## Tugas Praktikum

Gunakan tf.GradientTape untuk men track nilai gradient. Anda dapat mempelajari lebih lanjut tentang pendekatan ini dengan membaca eager execution guide.
Prosedurnya adalah :
1. Jalankan Model dan hitung loss dengan tf.GradientTape.
2. Hitung update dan terapkan pada model dengan optimizer

### praktikum 2

In [1]:
import tensorflow as tf 
import numpy as np 
import os 
import time 

In [2]:
path_to_file = tf.keras.utils.get_file('shakespeare.txt', 'https://storage.googleapis.com/download.tensorflow.org/data/shakespeare.txt')
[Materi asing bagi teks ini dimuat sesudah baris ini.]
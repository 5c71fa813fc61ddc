//! Analysers and the service that runs them.
//!
//! Each analysis concern sits behind its own trait so that a real engine can replace the
//! placeholder without touching the front ends. The `Mock*` implementations return fixed
//! literals and ignore their inputs beyond what is needed to shape the result.

use crate::constants::{
    MOCK_DOSAGE_RECOMMENDATION, MOCK_EXTRACTED_DETAILS, NO_ALTERNATIVES_SUGGESTION,
    NO_INTERACTIONS_FINDING,
};
use crate::input::AnalysisInput;
use crate::report::{AnalysisReport, DosageRecommendation, Extraction, InteractionFinding};
use rx_types::{DrugName, PatientAge};
use std::sync::Arc;

pub trait InteractionChecker: Send + Sync {
    fn check(&self, drugs: &[DrugName]) -> Vec<InteractionFinding>;
}

pub trait DosageAdvisor: Send + Sync {
    /// Must return one recommendation per drug, in input order.
    fn recommend(&self, age: PatientAge, drugs: &[DrugName]) -> Vec<DosageRecommendation>;
}

pub trait AlternativeAdvisor: Send + Sync {
    fn suggest(&self, age: PatientAge, drugs: &[DrugName]) -> Vec<String>;
}

pub trait DrugInfoExtractor: Send + Sync {
    fn extract(&self, text: &str) -> Extraction;
}

#[derive(Debug, Default, Clone, Copy)]
pub struct MockInteractionChecker;

impl InteractionChecker for MockInteractionChecker {
    fn check(&self, _drugs: &[DrugName]) -> Vec<InteractionFinding> {
        vec![InteractionFinding::new(NO_INTERACTIONS_FINDING)]
    }
}

#[derive(Debug, Default, Clone, Copy)]
pub struct MockDosageAdvisor;

impl DosageAdvisor for MockDosageAdvisor {
    fn recommend(&self, _age: PatientAge, drugs: &[DrugName]) -> Vec<DosageRecommendation> {
        drugs
            .iter()
            .map(|drug| DosageRecommendation::new(drug.clone(), MOCK_DOSAGE_RECOMMENDATION))
            .collect()
    }
}

#[derive(Debug, Default, Clone, Copy)]
pub struct MockAlternativeAdvisor;

impl AlternativeAdvisor for MockAlternativeAdvisor {
    fn suggest(&self, _age: PatientAge, _drugs: &[DrugName]) -> Vec<String> {
        vec![NO_ALTERNATIVES_SUGGESTION.to_string()]
    }
}

#[derive(Debug, Default, Clone, Copy)]
pub struct MockDrugInfoExtractor;

impl DrugInfoExtractor for MockDrugInfoExtractor {
    fn extract(&self, text: &str) -> Extraction {
        if text.trim().is_empty() {
            return Extraction::NotProvided;
        }
        Extraction::Details(MOCK_EXTRACTED_DETAILS.iter().map(|l| l.to_string()).collect())
    }
}

/// Runs every analyser over one [`AnalysisInput`].
#[derive(Clone)]
pub struct AnalysisService {
    interactions: Arc<dyn InteractionChecker>,
    dosage: Arc<dyn DosageAdvisor>,
    alternatives: Arc<dyn AlternativeAdvisor>,
    extractor: Arc<dyn DrugInfoExtractor>,
}

impl AnalysisService {
    pub fn new(
        interactions: Arc<dyn InteractionChecker>,
        dosage: Arc<dyn DosageAdvisor>,
        alternatives: Arc<dyn AlternativeAdvisor>,
        extractor: Arc<dyn DrugInfoExtractor>,
    ) -> Self {
        Self {
            interactions,
            dosage,
            alternatives,
            extractor,
        }
    }

    /// Service wired with the placeholder analysers.
    pub fn mock() -> Self {
        Self::new(
            Arc::new(MockInteractionChecker),
            Arc::new(MockDosageAdvisor),
            Arc::new(MockAlternativeAdvisor),
            Arc::new(MockDrugInfoExtractor),
        )
    }

    pub fn analyse(&self, input: &AnalysisInput) -> AnalysisReport {
        let drugs = input.drugs();
        let age = input.age();

        let report = AnalysisReport::new(
            age,
            drugs.to_vec(),
            self.interactions.check(drugs),
            self.dosage.recommend(age, drugs),
            self.alternatives.suggest(age, drugs),
            self.extractor.extract(input.clinical_text()),
        );

        tracing::info!(
            report_id = %report.id(),
            drug_count = drugs.len(),
            age = age.years(),
            has_text = input.has_clinical_text(),
            "analysis completed"
        );

        report
    }
}

impl Default for AnalysisService {
    fn default() -> Self {
        Self::mock()
    }
}

impl std::fmt::Debug for AnalysisService {
    fn fmt(&self, f: &mut std::fmt::Formatter<'_>) -> std::fmt::Result {
        f.debug_struct("AnalysisService").finish_non_exhaustive()
    }
}

#[cfg(test)]
mod tests {
    use super::*;

    fn input(age: i64, drugs: &[&str], text: &str) -> AnalysisInput {
        AnalysisInput::from_form(PatientAge::new(age).unwrap(), drugs, text, 10).unwrap()
    }

    #[test]
    fn test_mock_interactions_ignore_drug_list() {
        let checker = MockInteractionChecker;
        for drugs in [vec!["aspirin"], vec!["warfarin", "aspirin", "ibuprofen"]] {
            let names: Vec<DrugName> = drugs.iter().map(|d| DrugName::new(d).unwrap()).collect();
            let findings = checker.check(&names);
            assert_eq!(findings.len(), 1);
            assert_eq!(findings[0].message(), "No harmful interactions detected.");
        }
    }

    #[test]
    fn test_mock_dosage_one_line_per_drug_in_order() {
        let report = AnalysisService::mock().analyse(&input(120, &["b", "a", "b"], ""));
        let lines: Vec<String> = report.dosage().iter().map(|d| d.to_string()).collect();
        assert_eq!(
            lines,
            vec![
                "b: Dosage recommendation here (mock)",
                "a: Dosage recommendation here (mock)",
                "b: Dosage recommendation here (mock)",
            ]
        );
    }

    #[test]
    fn test_mock_alternatives_literal() {
        let report = AnalysisService::mock().analyse(&input(0, &["aspirin"], ""));
        assert_eq!(report.alternatives(), ["No alternative medications needed."]);
    }

    #[test]
    fn test_mock_extraction_blank_and_non_blank() {
        let extractor = MockDrugInfoExtractor;
        assert_eq!(extractor.extract("   \n"), Extraction::NotProvided);

        let first = extractor.extract("Patient takes metformin 500mg bd");
        let second = extractor.extract("anything else at all");
        assert_eq!(first, second);
        match first {
            Extraction::Details(lines) => {
                assert_eq!(
                    lines,
                    vec![
                        "Drug A: 50mg, twice daily (mock)",
                        "Drug B: 10mg, once daily (mock)"
                    ]
                );
            }
            Extraction::NotProvided => panic!("text was provided"),
        }
    }

    struct FlaggingChecker;

    impl InteractionChecker for FlaggingChecker {
        fn check(&self, drugs: &[DrugName]) -> Vec<InteractionFinding> {
            vec![InteractionFinding::new(format!("{} drugs checked", drugs.len()))]
        }
    }

    #[test]
    fn test_service_uses_injected_analysers() {
        let service = AnalysisService::new(
            Arc::new(FlaggingChecker),
            Arc::new(MockDosageAdvisor),
            Arc::new(MockAlternativeAdvisor),
            Arc::new(MockDrugInfoExtractor),
        );
        let report = service.analyse(&input(40, &["aspirin", "ibuprofen"], ""));
        assert_eq!(report.interactions()[0].message(), "2 drugs checked");
    }
}
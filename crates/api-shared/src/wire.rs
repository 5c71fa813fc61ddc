//! JSON request/response bodies for the rxcheck HTTP API.

use rx_core::AnalysisReport;
use serde::{Deserialize, Serialize};
use utoipa::ToSchema;

#[derive(Debug, Clone, PartialEq, Eq, Serialize, Deserialize, ToSchema)]
pub struct HealthRes {
    pub ok: bool,
    pub message: String,
}

#[derive(Debug, Clone, PartialEq, Eq, Serialize, Deserialize, ToSchema)]
pub struct ErrorRes {
    pub error: String,
}

/// Body of `POST /analyze`.
#[derive(Debug, Clone, PartialEq, Eq, Serialize, Deserialize, ToSchema)]
pub struct AnalyzeReq {
    /// Free-text drug names; blank entries are ignored.
    pub drugs: Vec<String>,
    /// Patient age in years, 0 to 120.
    pub age: i64,
    /// Optional clinical narrative for drug information extraction.
    #[serde(default, skip_serializing_if = "Option::is_none")]
    pub text: Option<String>,
}

#[derive(Debug, Clone, PartialEq, Eq, Serialize, Deserialize, ToSchema)]
pub struct DosageEntry {
    pub drug: String,
    pub recommendation: String,
}

/// Body returned by `POST /analyze`.
#[derive(Debug, Clone, PartialEq, Eq, Serialize, Deserialize, ToSchema)]
pub struct AnalyzeRes {
    pub interactions: Vec<String>,
    pub dosage: Vec<DosageEntry>,
    pub alternatives: Vec<String>,
    /// Present only when the request carried a `text` field.
    #[serde(default, skip_serializing_if = "Option::is_none")]
    pub extraction: Option<Vec<String>>,
}

impl AnalyzeRes {
    pub fn from_report(report: &AnalysisReport, include_extraction: bool) -> Self {
        Self {
            interactions: report
                .interactions()
                .iter()
                .map(|f| f.message().to_string())
                .collect(),
            dosage: report
                .dosage()
                .iter()
                .map(|d| DosageEntry {
                    drug: d.drug.to_string(),
                    recommendation: d.recommendation.clone(),
                })
                .collect(),
            alternatives: report.alternatives().to_vec(),
            extraction: include_extraction.then(|| report.extraction().lines()),
        }
    }
}

/// Body of `POST /extract`.
#[derive(Debug, Clone, PartialEq, Eq, Serialize, Deserialize, ToSchema)]
pub struct ExtractReq {
    pub text: String,
}

/// Body returned by `POST /extract`.
#[derive(Debug, Clone, PartialEq, Eq, Serialize, Deserialize, ToSchema)]
pub struct ExtractRes {
    pub drugs: Vec<String>,
}

#[cfg(test)]
mod tests {
    use super::*;
    use rx_core::{AnalysisInput, AnalysisService, PatientAge};

    #[test]
    fn test_analyze_req_text_is_optional() {
        let req: AnalyzeReq =
            serde_json::from_str(r#"{"drugs":["aspirin","ibuprofen"],"age":30}"#).unwrap();
        assert_eq!(req.drugs, vec!["aspirin", "ibuprofen"]);
        assert_eq!(req.text, None);
    }

    #[test]
    fn test_analyze_res_from_report() {
        let input = AnalysisInput::from_form(
            PatientAge::new(30).unwrap(),
            &["aspirin", "ibuprofen"],
            "",
            10,
        )
        .unwrap();
        let report = AnalysisService::mock().analyse(&input);

        let res = AnalyzeRes::from_report(&report, false);
        assert_eq!(res.interactions, vec!["No harmful interactions detected."]);
        assert_eq!(res.dosage.len(), 2);
        assert_eq!(res.dosage[1].drug, "ibuprofen");
        assert_eq!(res.alternatives, vec!["No alternative medications needed."]);

        let json = serde_json::to_value(&res).unwrap();
        assert!(json.get("extraction").is_none());

        let with_text = AnalyzeRes::from_report(&report, true);
        assert_eq!(
            with_text.extraction,
            Some(vec!["No medical text provided.".to_string()])
        );
    }
}
use crate::wire::HealthRes;

/// Simple health service used by the REST API and by the HTTP client's probe.
#[derive(Clone, Default)]
pub struct HealthService;

impl HealthService {
    /// Static method to check health without creating an instance
    ///
    /// # Returns
    /// A `HealthRes` indicating the service is healthy.
    pub fn check_health() -> HealthRes {
        HealthRes {
            ok: true,
            message: "rxcheck is alive".into(),
        }
    }
}

#[cfg(test)]
mod tests {
    use super::*;

    #[test]
    fn test_check_health_reports_ok() {
        let res = HealthService::check_health();
        assert!(res.ok);
        assert_eq!(res.message, "rxcheck is alive");
    }
}
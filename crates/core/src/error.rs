use crate::constants::NO_DRUGS_WARNING;

#[derive(Debug, thiserror::Error)]
pub enum AnalysisError {
    #[error("invalid input: {0}")]
    InvalidInput(String),
    #[error("{}", NO_DRUGS_WARNING)]
    NoDrugs,
    #[error("invalid age: {0}")]
    InvalidAge(#[from] rx_types::AgeError),
    #[error("invalid configuration: {0}")]
    InvalidConfig(String),
    #[error("entity recognition failed: {0}")]
    Recogniser(Box<dyn std::error::Error + Send + Sync>),
}

impl AnalysisError {
    /// Whether the error was caused by caller input rather than by the system.
    pub fn is_user_error(&self) -> bool {
        matches!(
            self,
            AnalysisError::InvalidInput(_) | AnalysisError::NoDrugs | AnalysisError::InvalidAge(_)
        )
    }
}

pub type AnalysisResult<T> = std::result::Result<T, AnalysisError>;
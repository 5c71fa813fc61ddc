//! # API Shared
//!
//! Shared definitions for the rxcheck HTTP API.
//!
//! Contains:
//! - JSON wire types (`wire` module) used by both the server and the HTTP client
//! - Shared services like `HealthService`
//!
//! Used by `api-rest` and `rx-client`.

pub mod health;
pub mod wire;

pub use health::HealthService;
pub use wire::*;
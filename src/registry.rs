//! Handler discovery.
//!
//! Handlers are compiled in and registered by module name in a
//! [`HandlerRegistry`]. A handler directory then acts as a manifest: every entry
//! named `<module>_handler[.ext]` mounts the registered handler `<module>`.
//!
//! ```text
//! handlers/
//! ├── status_handler.json     # mounts "status" at its registered route
//! ├── sum_handler.json        # {"route": "/v2/sum.json"} overrides the route
//! └── mod.rs                  # ignored
//! ```

use std::collections::BTreeMap;
use std::fmt;
use std::fs;
use std::path::{Path, PathBuf};
use std::sync::Arc;

use serde::Deserialize;

use crate::api::RouteHandler;
use crate::error::DiscoveryError;

/// Suffix marking an eligible directory entry.
pub const HANDLER_SUFFIX: &str = "_handler";

/// Initializer/index modules never mounted as handlers.
const EXCLUDED_MODULES: &[&str] = &["mod", "index", "__init__"];

/// Builds a fresh handler instance.
pub type HandlerFactory = Arc<dyn Fn() -> Arc<dyn RouteHandler> + Send + Sync>;

/// A route pattern plus the handler serving it.
#[derive(Clone)]
pub struct HandlerDescriptor {
    pub name: String,
    pub route: String,
    pub handler: Arc<dyn RouteHandler>,
}

impl fmt::Debug for HandlerDescriptor {
    fn fmt(&self, f: &mut fmt::Formatter<'_>) -> fmt::Result {
        f.debug_struct("HandlerDescriptor")
            .field("name", &self.name)
            .field("route", &self.route)
            .finish_non_exhaustive()
    }
}

#[derive(Clone)]
struct Registration {
    route: String,
    factory: HandlerFactory,
}

/// Compiled-in mapping from module name to route and handler factory.
#[derive(Clone, Default)]
pub struct HandlerRegistry {
    entries: BTreeMap<String, Registration>,
}

impl HandlerRegistry {
    pub fn new() -> Self {
        Self::default()
    }

    /// Registers a handler under `name`, replacing any earlier registration.
    ///
    /// # Errors
    ///
    /// Returns [`DiscoveryError::InvalidRoute`] if `route` is not a valid path
    /// pattern (see [`check_route`]).
    pub fn register<F, H>(
        &mut self,
        name: impl Into<String>,
        route: impl Into<String>,
        factory: F,
    ) -> Result<&mut Self, DiscoveryError>
    where
        F: Fn() -> H + Send + Sync + 'static,
        H: RouteHandler,
    {
        let name = name.into();
        let route = route.into();
        check_route(&name, &route)?;

        let factory: HandlerFactory =
            Arc::new(move || Arc::new(factory()) as Arc<dyn RouteHandler>);
        self.entries.insert(name, Registration { route, factory });
        Ok(self)
    }

    pub fn contains(&self, name: &str) -> bool {
        self.entries.contains_key(name)
    }

    pub fn len(&self) -> usize {
        self.entries.len()
    }

    pub fn is_empty(&self) -> bool {
        self.entries.is_empty()
    }

    /// Instantiates every registered handler at its registered route, ordered
    /// by module name.
    pub fn descriptors(&self) -> Vec<HandlerDescriptor> {
        self.entries
            .keys()
            .filter_map(|name| self.instantiate(name, None))
            .collect()
    }

    fn instantiate(&self, name: &str, route: Option<String>) -> Option<HandlerDescriptor> {
        let registration = self.entries.get(name)?;
        Some(HandlerDescriptor {
            name: name.to_string(),
            route: route.unwrap_or_else(|| registration.route.clone()),
            handler: (registration.factory)(),
        })
    }
}

impl fmt::Debug for HandlerRegistry {
    fn fmt(&self, f: &mut fmt::Formatter<'_>) -> fmt::Result {
        f.debug_map()
            .entries(self.entries.iter().map(|(name, r)| (name, &r.route)))
            .finish()
    }
}

/// Optional content of a `.json` manifest entry.
#[derive(Debug, Default, Deserialize)]
struct Manifest {
    route: Option<String>,
}

/// Scans `dir` and returns one descriptor per eligible, registered entry.
///
/// Entries whose module has no registration are logged and skipped. The result
/// is ordered by module name.
///
/// # Errors
///
/// - [`DiscoveryError::NotFound`] if `dir` does not exist
/// - [`DiscoveryError::NotADirectory`] if `dir` is a file
/// - [`DiscoveryError::Io`] if the directory cannot be read
/// - [`DiscoveryError::InvalidManifest`] if a `.json` entry is not valid JSON
/// - [`DiscoveryError::InvalidRoute`] if a manifest route is not a valid path pattern
pub fn discover(
    dir: impl AsRef<Path>,
    registry: &HandlerRegistry,
) -> Result<Vec<HandlerDescriptor>, DiscoveryError> {
    let dir = dir.as_ref();

    if !dir.exists() {
        return Err(DiscoveryError::NotFound(dir.to_path_buf()));
    }
    if !dir.is_dir() {
        return Err(DiscoveryError::NotADirectory(dir.to_path_buf()));
    }

    let io_err = |source| DiscoveryError::Io {
        path: dir.to_path_buf(),
        source,
    };

    let mut descriptors = Vec::new();

    for entry in fs::read_dir(dir).map_err(io_err)? {
        let path = entry.map_err(io_err)?.path();

        let Some(name) = module_name(&path) else {
            continue;
        };

        if !registry.contains(&name) {
            tracing::warn!("No handler registered for {}, skipping", path.display());
            continue;
        }

        let route = read_manifest(&path)?.route;
        if let Some(route) = &route {
            check_route(&name, route)?;
        }

        if let Some(descriptor) = registry.instantiate(&name, route) {
            tracing::debug!(
                "Discovered handler '{}' at {}",
                descriptor.name,
                descriptor.route
            );
            descriptors.push(descriptor);
        }
    }

    descriptors.sort_by(|a, b| a.name.cmp(&b.name));
    Ok(descriptors)
}

/// Registry key for an eligible entry, `None` for anything else.
fn module_name(path: &Path) -> Option<String> {
    let stem = path.file_stem()?.to_str()?;
    if EXCLUDED_MODULES.contains(&stem) {
        return None;
    }

    let name = stem.strip_suffix(HANDLER_SUFFIX)?;
    if name.is_empty() || EXCLUDED_MODULES.contains(&name) {
        return None;
    }

    Some(name.to_string())
}

fn read_manifest(path: &Path) -> Result<Manifest, DiscoveryError> {
    let is_json = path.extension().is_some_and(|ext| ext == "json");
    if !is_json || !path.is_file() {
        return Ok(Manifest::default());
    }

    let content = fs::read_to_string(path).map_err(|source| DiscoveryError::Io {
        path: path.to_path_buf(),
        source,
    })?;

    if content.trim().is_empty() {
        return Ok(Manifest::default());
    }

    serde_json::from_str(&content).map_err(|source| DiscoveryError::InvalidManifest {
        path: PathBuf::from(path),
        source,
    })
}

/// Checks that `route` is a path pattern the router accepts.
///
/// A route starts with `/`. Captures use the `{name}` form, and a catch-all
/// `{*name}` may only close the route. Legacy `:name` / `*name` segments and
/// stray braces are rejected.
///
/// # Errors
///
/// Returns [`DiscoveryError::InvalidRoute`] naming the offending rule.
pub fn check_route(name: &str, route: &str) -> Result<(), DiscoveryError> {
    let invalid = |reason| DiscoveryError::InvalidRoute {
        name: name.to_string(),
        route: route.to_string(),
        reason,
    };

    let Some(path) = route.strip_prefix('/') else {
        return Err(invalid("must start with '/'"));
    };

    let segments: Vec<&str> = path.split('/').collect();
    for (index, segment) in segments.iter().enumerate() {
        if segment.starts_with(':') || segment.starts_with('*') {
            return Err(invalid("captures must use the {name} form"));
        }
        if !segment.contains(['{', '}']) {
            continue;
        }

        let capture = segment
            .strip_prefix('{')
            .and_then(|s| s.strip_suffix('}'))
            .ok_or_else(|| invalid("a capture must span a whole segment"))?;

        let ident = match capture.strip_prefix('*') {
            Some(_) if index + 1 != segments.len() => {
                return Err(invalid("a catch-all capture must be the last segment"));
            }
            Some(ident) => ident,
            None => capture,
        };

        if ident.is_empty() || ident.contains(['{', '}', '*']) {
            return Err(invalid("malformed capture name"));
        }
    }

    Ok(())
}
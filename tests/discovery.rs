use std::fs;

use handlerkit::error::DiscoveryError;
use handlerkit::handlers;
use handlerkit::registry::discover;

#[test]
fn test_missing_directory_not_found() {
    let dir = tempfile::tempdir().unwrap();
    let missing = dir.path().join("no-such-dir");

    let err = discover(&missing, &handlers::registry().unwrap()).unwrap_err();

    assert!(matches!(err, DiscoveryError::NotFound(path) if path == missing));
}

#[test]
fn test_file_is_not_a_directory() {
    let dir = tempfile::tempdir().unwrap();
    let file = dir.path().join("status_handler.json");
    fs::write(&file, "{}").unwrap();

    let err = discover(&file, &handlers::registry().unwrap()).unwrap_err();

    assert!(matches!(err, DiscoveryError::NotADirectory(_)));
}

#[test]
fn test_discovers_registered_handlers_only() {
    let dir = tempfile::tempdir().unwrap();
    fs::write(dir.path().join("sum_handler.json"), "{}").unwrap();
    fs::write(dir.path().join("status_handler.json"), "").unwrap();
    fs::write(dir.path().join("mod.rs"), "").unwrap();
    fs::write(dir.path().join("index_handler.json"), "{}").unwrap();
    fs::write(dir.path().join("unknown_handler.json"), "{}").unwrap();
    fs::write(dir.path().join("notes.txt"), "not a handler").unwrap();

    let descriptors = discover(dir.path(), &handlers::registry().unwrap()).unwrap();

    let found: Vec<_> = descriptors
        .iter()
        .map(|d| (d.name.as_str(), d.route.as_str()))
        .collect();
    assert_eq!(
        found,
        vec![("status", "/example.json"), ("sum", "/sum.json")]
    );
}

#[test]
fn test_non_json_entries_use_registered_route() {
    let dir = tempfile::tempdir().unwrap();
    fs::write(dir.path().join("status_handler.rs"), "// not parsed").unwrap();
    fs::create_dir(dir.path().join("sum_handler")).unwrap();

    let descriptors = discover(dir.path(), &handlers::registry().unwrap()).unwrap();

    assert_eq!(descriptors.len(), 2);
    assert_eq!(descriptors[0].route, "/example.json");
    assert_eq!(descriptors[1].route, "/sum.json");
}

#[test]
fn test_manifest_overrides_route() {
    let dir = tempfile::tempdir().unwrap();
    fs::write(
        dir.path().join("sum_handler.json"),
        r#"{ "route": "/v2/sum.json" }"#,
    )
    .unwrap();

    let descriptors = discover(dir.path(), &handlers::registry().unwrap()).unwrap();

    assert_eq!(descriptors.len(), 1);
    assert_eq!(descriptors[0].name, "sum");
    assert_eq!(descriptors[0].route, "/v2/sum.json");
}

#[test]
fn test_invalid_manifest() {
    let dir = tempfile::tempdir().unwrap();
    fs::write(dir.path().join("sum_handler.json"), "{ route: ").unwrap();

    let err = discover(dir.path(), &handlers::registry().unwrap()).unwrap_err();

    assert!(matches!(err, DiscoveryError::InvalidManifest { .. }));
}

#[test]
fn test_manifest_route_must_be_absolute() {
    let dir = tempfile::tempdir().unwrap();
    fs::write(
        dir.path().join("sum_handler.json"),
        r#"{ "route": "sum.json" }"#,
    )
    .unwrap();

    let err = discover(dir.path(), &handlers::registry().unwrap()).unwrap_err();

    assert!(matches!(
        err,
        DiscoveryError::InvalidRoute { name, route, .. } if name == "sum" && route == "sum.json"
    ));
}

#[test]
fn test_manifest_route_with_legacy_capture_rejected() {
    let dir = tempfile::tempdir().unwrap();
    fs::write(
        dir.path().join("sum_handler.json"),
        r#"{ "route": "/sum/:id" }"#,
    )
    .unwrap();

    let err = discover(dir.path(), &handlers::registry().unwrap()).unwrap_err();

    assert!(matches!(
        err,
        DiscoveryError::InvalidRoute { route, .. } if route == "/sum/:id"
    ));
}

#[test]
fn test_empty_directory_yields_nothing() {
    let dir = tempfile::tempdir().unwrap();

    let descriptors = discover(dir.path(), &handlers::registry().unwrap()).unwrap();

    assert!(descriptors.is_empty());
}
//! Uniform response headers for handler routes.

use axum::Router;
use axum::http::{HeaderName, HeaderValue, header};
use tower_http::set_header::SetResponseHeaderLayer;

/// Methods advertised in `Access-Control-Allow-Methods`.
pub const ALLOWED_METHODS: &str = "POST, GET, OPTIONS, HEAD";

/// Value of `Access-Control-Max-Age`, in seconds.
pub const CORS_MAX_AGE: &str = "1000";

/// Headers set on every handler response, overriding anything the handler wrote.
///
/// | Header                           | Value                      |
/// |----------------------------------|----------------------------|
/// | `Access-Control-Allow-Origin`    | `*`                        |
/// | `Access-Control-Allow-Headers`   | `*`                        |
/// | `Access-Control-Max-Age`         | `1000`                     |
/// | `Content-Type`                   | `application/json`         |
/// | `Access-Control-Allow-Methods`   | `POST, GET, OPTIONS, HEAD` |
pub fn default_headers() -> [(HeaderName, HeaderValue); 5] {
    [
        (
            header::ACCESS_CONTROL_ALLOW_ORIGIN,
            HeaderValue::from_static("*"),
        ),
        (
            header::ACCESS_CONTROL_ALLOW_HEADERS,
            HeaderValue::from_static("*"),
        ),
        (
            header::ACCESS_CONTROL_MAX_AGE,
            HeaderValue::from_static(CORS_MAX_AGE),
        ),
        (
            header::CONTENT_TYPE,
            HeaderValue::from_static("application/json"),
        ),
        (
            header::ACCESS_CONTROL_ALLOW_METHODS,
            HeaderValue::from_static(ALLOWED_METHODS),
        ),
    ]
}

/// Wraps every route currently in `router` with [`default_headers`].
///
/// Routes added afterwards (static content) are left untouched.
pub fn apply(router: Router) -> Router {
    default_headers()
        .into_iter()
        .fold(router, |router, (name, value)| {
            router.layer(SetResponseHeaderLayer::overriding(name, value))
        })
}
Downloading data from https://storage.googleapis.com/download.tensorflow.org/data/shakespeare.txt


In [3]:
text = open(path_to_file, 'rb').read().decode(encoding='utf-8') 

print(f'Length of text: {len(text)} characters')

Length of text: 1115394 characters


In [4]:
print(text[:250])

First Citizen:
Before we proceed any further, hear me speak.

All:
Speak, speak.

First Citizen:
You are all resolved rather to die than to famish?

All:
Resolved. resolved.

First Citizen:
First, you know Caius Marcius is chief enemy to the people.



In [5]:
vocab = sorted(set(text)) 
print(f'{len(vocab)} unique characters') 

65 unique characters


In [6]:
example_texts = ['abcdefg', 'xyz']
chars = tf.strings.unicode_split(example_texts, input_encoding='UTF-8')
chars

<tf.RaggedTensor [[b'a', b'b', b'c', b'd', b'e', b'f', b'g'], [b'x', b'y', b'z']]>

In [7]:
ids_from_chars = tf.keras.layers.StringLookup(vocabulary=list(vocab), mask_token=None)

In [8]:
ids = ids_from_chars(chars)

<tf.RaggedTensor [[40, 41, 42, 43, 44, 45, 46], [63, 64, 65]]>

In [9]:
chars_from_ids = tf.keras.layers.StringLookup(vocabulary=ids_from_chars.get_vocabulary(), invert=True, mask_token=None)

In [10]:
chars = chars_from_ids(ids)
chars

<tf.RaggedTensor [[b'a', b'b', b'c', b'd', b'e', b'f', b'g'], [b'x', b'y', b'z']]>

In [11]:
tf.strings.reduce_join(chars, axis=-1).numpy()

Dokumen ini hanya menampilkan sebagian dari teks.